Just, if people were to use exploits for the better of people such as testing to find things to report and have fixed, we wouldn’t have much of an issue. This is what I tend to do, I like to test things and find things out so I can find ways to fix them so other people who have just bought the exploit to go around and ruin the experience for others can’t do it as easily.
i go over this in the post, but i still think the only way to truly, absolutely ensure your game is safe is by handling your network code responsibly. there really isn’t any way to make a 100% foolproof solution to exploiting solely on the client alone. while i think there are certainly a lot of things we can do to make it a lot harder to exploit the games, because sites like vermillion have created a market for these exploits, any anti-exploiting methods that are fully reliant on client will eventually be bypassed in some way or another. yes, we can make it hard, yes, we can make it miserable, but we can’t make it impossible.
the only way to do that is by reducing the amount of authority the client has in making final game decisions.
I am going to bump this because how important/relevant it is still but I’m not currently developing in FE. I am still learning about FE (I’m hoping me laying the foundation down for it should be an easy flick on). I feel I have it down but I’m still having minor issues about getting the PlayerGUI/Camera and some performance issues.
I want to make something extremely clear: exploits being level 7 doesn’t mean what you think it does. You can do everything listed in this post with level 2 (the context of normal scripts). Most exploiters rarely ever use anything past level 2 context. The term you’re looking for is “script injector”.
Apologies to anyone that this may disturb since this is reviving the topic, but I think I may be on to something.
I’ve been at wits with many an exploiter especially old friends, so I already have known of auto executing code, and I really would like some confirmation on this. @crossStarCross said in the above quote that the auto executing functionality loads prior to client logic. Can anyone confirm that this is in-fact the case, or still the case?
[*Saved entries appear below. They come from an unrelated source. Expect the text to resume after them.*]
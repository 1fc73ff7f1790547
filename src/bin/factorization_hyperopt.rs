//! Tune the BPR factorization model on a CSV interaction log.
//!
//! Users are split into train/validation/test blocks. Trials are scored on
//! the validation block; the best configuration is then refitted and scored
//! on the test block. The trial history is written next to the report.
use std::fs::{self, File};
use std::io::BufWriter;
use std::path::{Path, PathBuf};
use std::sync::Arc;
use std::time::{Duration, Instant};

use anyhow::{Context, Result};
use clap::{Parser, ValueEnum};
use serde::{Deserialize, Serialize};
use tracing::info;
use tracing_subscriber::EnvFilter;

use rectune::config::RuntimeConfig;
use rectune::data::{Block, Dataset, InteractionTable};
use rectune::evaluation::{Evaluator, EvaluatorConfig, MetricResult};
use rectune::models::factorization::FactorizationBuilder;
use rectune::optimization::{
    refit_and_score, Assignment, OptimizationResult, Optimizer, OptimizerConfig, ParamValue,
    NopPruner, ParameterDomain, PercentilePruner, Pruner, RandomSampler, Sampler, SearchHistory,
    SearchSpace, TpeConfig, TpeSampler,
};
use rectune::split::{user_holdout_split, HoldoutRatios};
use rectune::TrialContext;

#[derive(Clone, Copy, Debug, ValueEnum)]
enum SamplerKind {
    Random,
    Tpe,
}

#[derive(Debug, Parser)]
#[command(about = "Tune a BPR factorization model on a CSV interaction log.")]
struct Args {
    /// CSV file with one interaction per row.
    #[arg(long)]
    data: PathBuf,
    /// Column holding user ids.
    #[arg(long, default_value = "user_id")]
    user_column: String,
    /// Column holding item ids.
    #[arg(long, default_value = "item_id")]
    item_column: String,
    /// TOML tuning configuration.
    #[arg(long)]
    config: Option<PathBuf>,
    /// Output prefix; `<prefix>.json` and `<prefix>.csv` are written.
    #[arg(long, default_value = "factorization_results")]
    output: PathBuf,
    /// Overrides `optimizer.n_trials`.
    #[arg(long)]
    n_trials: Option<usize>,
    /// Overrides `optimizer.seed`.
    #[arg(long)]
    seed: Option<u64>,
    #[arg(long, value_enum, default_value_t = SamplerKind::Tpe)]
    sampler: SamplerKind,
}

#[derive(Debug, Default, Deserialize)]
#[serde(default)]
struct TuningConfig {
    split: HoldoutRatios,
    split_seed: u64,
    evaluator: EvaluatorConfig,
    optimizer: OptimizerConfig,
    /// Trials are never pruned without a `[pruner]` table.
    pruner: Option<PercentilePruner>,
    tpe: TpeConfig,
    search_space: SearchSpace,
}

impl TuningConfig {
    fn load(path: Option<&Path>) -> Result<Self> {
        let mut config = match path {
            Some(path) => {
                let text = fs::read_to_string(path)
                    .with_context(|| format!("Cannot read {}", path.display()))?;
                toml::from_str(&text).with_context(|| format!("Cannot parse {}", path.display()))?
            }
            None => TuningConfig::default(),
        };

        if config.search_space.is_empty() {
            config.search_space = default_space();
        }
        if let Some(pruner) = &config.pruner {
            pruner.validate()?;
        }
        config.tpe.validate()?;

        Ok(config)
    }

    fn pruner(&self) -> Box<dyn Pruner> {
        match &self.pruner {
            Some(pruner) => Box::new(pruner.clone()),
            None => Box::new(NopPruner),
        }
    }
}

fn default_space() -> SearchSpace {
    SearchSpace::new()
        .add("latent_dim", ParameterDomain::int_log(8, 128))
        .add("learning_rate", ParameterDomain::float_log(1e-3, 0.3))
        .add("l2_penalty", ParameterDomain::float_log(1e-6, 1e-2))
}

#[derive(Debug, Serialize)]
struct Report {
    best_trial_id: usize,
    best_params: Assignment,
    best_value: f64,
    best_step: Option<usize>,
    best_seed: u64,
    test_metrics: MetricResult,
    elapsed: Duration,
    trials: SearchHistory,
}

fn load_dataset(args: &Args, config: &TuningConfig) -> Result<Dataset> {
    let table = InteractionTable::from_path(&args.data, &args.user_column, &args.item_column)
        .with_context(|| format!("Cannot load {}", args.data.display()))?;
    info!(n_interactions = table.len(), "Loaded interactions");

    let dataset = user_holdout_split(&table, &config.split, config.split_seed)?;
    info!(
        n_items = dataset.n_items(),
        train_users = dataset.train().n_users(),
        val_users = dataset.val().n_users(),
        test_users = dataset.test().n_users(),
        "Split users"
    );

    Ok(dataset)
}

fn tune<S: Sampler>(
    dataset: &Dataset,
    config: &TuningConfig,
    runtime: RuntimeConfig,
    sampler: S,
) -> Result<OptimizationResult> {
    let evaluator = Evaluator::new(
        dataset.val().x_test().clone(),
        dataset.offset(Block::Val),
        config.evaluator.clone(),
    )?;

    let mut optimizer = Optimizer::new(
        FactorizationBuilder,
        dataset.training_matrix(Block::Val),
        &evaluator,
        sampler,
    )
    .search_space(config.search_space.clone())
    .config(config.optimizer.clone())
    .runtime(runtime);

    Ok(optimizer.optimize()?)
}

fn score_on_test(
    dataset: &Dataset,
    config: &TuningConfig,
    runtime: RuntimeConfig,
    result: &OptimizationResult,
) -> Result<MetricResult> {
    let evaluator = Evaluator::new(
        dataset.test().x_test().clone(),
        dataset.offset(Block::Test),
        config.evaluator.clone(),
    )?;

    // Train for as long as the best trial took to reach its value.
    let mut params = result.best_params.clone();
    if let Some(best_step) = result.best_step {
        params.insert("num_epochs".to_owned(), ParamValue::Int(best_step as i64));
    }

    let context = TrialContext {
        trial_id: result.best_trial_id,
        seed: result.best_seed,
        n_threads: runtime.n_threads,
    };

    Ok(refit_and_score(
        &FactorizationBuilder,
        Arc::new(dataset.training_matrix(Block::Test)),
        &params,
        &context,
        &evaluator,
    )?)
}

fn write_outputs(prefix: &Path, report: &Report) -> Result<()> {
    let json_path = prefix.with_extension("json");
    let json = BufWriter::new(
        File::create(&json_path).with_context(|| format!("Cannot create {}", json_path.display()))?,
    );
    serde_json::to_writer_pretty(json, report)?;

    let csv_path = prefix.with_extension("csv");
    let csv = File::create(&csv_path).with_context(|| format!("Cannot create {}", csv_path.display()))?;
    report.trials.write_csv(BufWriter::new(csv))?;

    info!(json = %json_path.display(), csv = %csv_path.display(), "Wrote results");

    Ok(())
}

fn main() -> Result<()> {
    tracing_subscriber::fmt()
        .with_env_filter(EnvFilter::try_from_default_env().unwrap_or_else(|_| EnvFilter::new("info")))
        .init();

    let args = Args::parse();
    let mut config = TuningConfig::load(args.config.as_deref())?;
    if let Some(n_trials) = args.n_trials {
        config.optimizer.n_trials = n_trials;
    }
    if let Some(seed) = args.seed {
        config.optimizer.seed = seed;
    }
    let runtime = RuntimeConfig::from_env();

    let start = Instant::now();
    let dataset = load_dataset(&args, &config)?;

    let seed = config.optimizer.seed;
    let pruner = config.pruner();
    let result = match args.sampler {
        SamplerKind::Random => tune(
            &dataset,
            &config,
            runtime,
            RandomSampler::new(seed).with_pruner(pruner),
        )?,
        SamplerKind::Tpe => tune(
            &dataset,
            &config,
            runtime,
            TpeSampler::new(seed)
                .with_config(config.tpe.clone())
                .with_pruner(pruner),
        )?,
    };

    let test_metrics = score_on_test(&dataset, &config, runtime, &result)?;
    for (key, value) in test_metrics.iter() {
        info!(metric = key, value, "Test score");
    }

    let report = Report {
        best_trial_id: result.best_trial_id,
        best_params: result.best_params,
        best_value: result.best_value,
        best_step: result.best_step,
        best_seed: result.best_seed,
        test_metrics,
        elapsed: start.elapsed(),
        trials: result.validation_results,
    };

    write_outputs(&args.output, &report)
}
Interesting. Thinking of some anti-exploit methods that in itself become rather simple to update, but at the same time remain difficult for exploiters to break through. I might make a post, or surf through some discords to see if I can find an answer for this as well, but I’m also curious to know if exploits can read exact values sent to the server. I understand that they can read client side code, but I’m curious to see if they can read what values are sent in specific to the server.
One if the best methods you can do is called honey potting
Most of these kids see San event called apply dmg that looks hidden are gonna fire it. And boom you gotten.
Do not name all your functions in a way to indicate if they are down pipe or up pipe.
This way you can easily server side wrap the real ones and honey pots with…hey no ones ever suppose to use this.
Second:
Deterministic data.
This is easier than it sounds. Do all cert checks on the client and the server the same and do some extra on the server.
This let’s you. With absolute certainty know, yo your not a shadow mage, you clearly injected to get past that block.
Flag them. Restrict them from economy and let the hammer drop on next place jump. So they cant associate an action with the ban. For flavor, put a timer too random like 30 to 2hrs then next place login boom done
Yes - clients can see what gets sent to the server.
Any exploiter dedicated enough and with the right tools can see it. This is what makes anti-exploiting hard - they can copy legitimate requests and look exactly the same as legit requests.
This works only for a little while. Word will get out very quickly that “x event will cause a ban and you should actually fire y”
It is a valid strategy but not very effective for long.
This is why you move and rename frequently, and again. If you follow the time law it’s much harder to figure out.
The time law also creates and allows you to take something from exploiters that they cant get back.
Time. Once flagged they banned accounts walking who just dont know it yet. Of course you cant just leave your honeypots the same. That would be psychotic.
The trick is silence you dont respond directly immediately cuz you didn’t take the time from them. Any amount of immedabt retroactive bans will get sniffed out easily. Which is again always delay punishment and disable their ability to interact in the economy if you have an economy. Kind of like for some strange reason the trade always fails right at the end.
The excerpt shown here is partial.